Say you deposit an sum of $M$ every month, twelve times. Assume the interest rate is $i$, in annual terms, but calculated daily. After twelve months, the regular saver account will have earned interest as follows:
- The first deposited $M$ becomes $M(1+i/365)^{365}$.
- The second deposited $M$ (at the beginning of the second month), becomes $M(1+i/365)^{365-m_1}$, where $m_1$ is the number of days of the first month.
- The third deposited $M$ (at the beginning of the third month), becomes $M(1+i/365)^{365-m_1-m_2}$, where $m_2$ is the number of days of the second month.
- ...
- The last deposited $M$ (at the beginning of the $12$th month), becomes $(1+i/365)^{m_{12}}$, where $m_{12}$ is the number of days in the $12$th month.

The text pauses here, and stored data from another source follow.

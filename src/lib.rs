use wasm_bindgen::prelude::*;

use crate::domain::logging::LogComponent;

pub mod app;
pub mod domain;
pub mod event_utils;
pub mod infrastructure;
pub mod presentation;

pub use app::EntryPointChart;
pub use domain::chart::{ChartConfig, ChartInputs, ChartSurface, PointKind};
pub use domain::market_data::{PriceCandle, TradeDirection, TradeRecommendation};
pub use presentation::EntryPointChartApi;

/// Install the panic hook, console logger and browser clock
#[wasm_bindgen(start)]
pub fn initialize() {
    console_error_panic_hook::set_once();

    let console_logger = if cfg!(debug_assertions) {
        infrastructure::services::ConsoleLogger::new_development()
    } else {
        infrastructure::services::ConsoleLogger::new_production()
    };
    domain::logging::init_logger(Box::new(console_logger));
    domain::logging::init_time_provider(Box::new(infrastructure::services::BrowserTimeProvider::new()));

    crate::log_info!(LogComponent::Presentation("Initialize"), "levels chart ready");
}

Summing it all up, the regular saver account will have paid in total:
$$M(1+i/365)^{365}\left(1+\sum_{k=1}^{11}(1+i/365)^{-m_1-m_2-\cdots - m_k}\right)$$
This expression is rather difficult to work with, and it is highly plausible that any bank would prefer the 30/360 convention (that is: every month has $30$ days) for compounding, yielding a somewhat simpler and workable expression:
$$M(1+i/360)^{360}\left(1+\sum_{k=1}^{11}(1+i/360)^{-30k}\right)$$
So, for instance, if you deposit $250$ every month with $i=2\%$, say, you'll get $3032.726$ by the end of the year. So had you deposited $3000$ at the beginning of the year this would reflect an annual interest rate of $1.09\%$, roughly half of what is quoted in the Regular Saver saving account.
So once again we find that banks have their stealthy ways of quoting attractive interest rates while in effect paying much less: this is the idea of the Regualr Saver savings account: you think you are getting $2\%$, but in effect you are getting much less, because those $2\%$ are not paid over the entire year on the entire sum.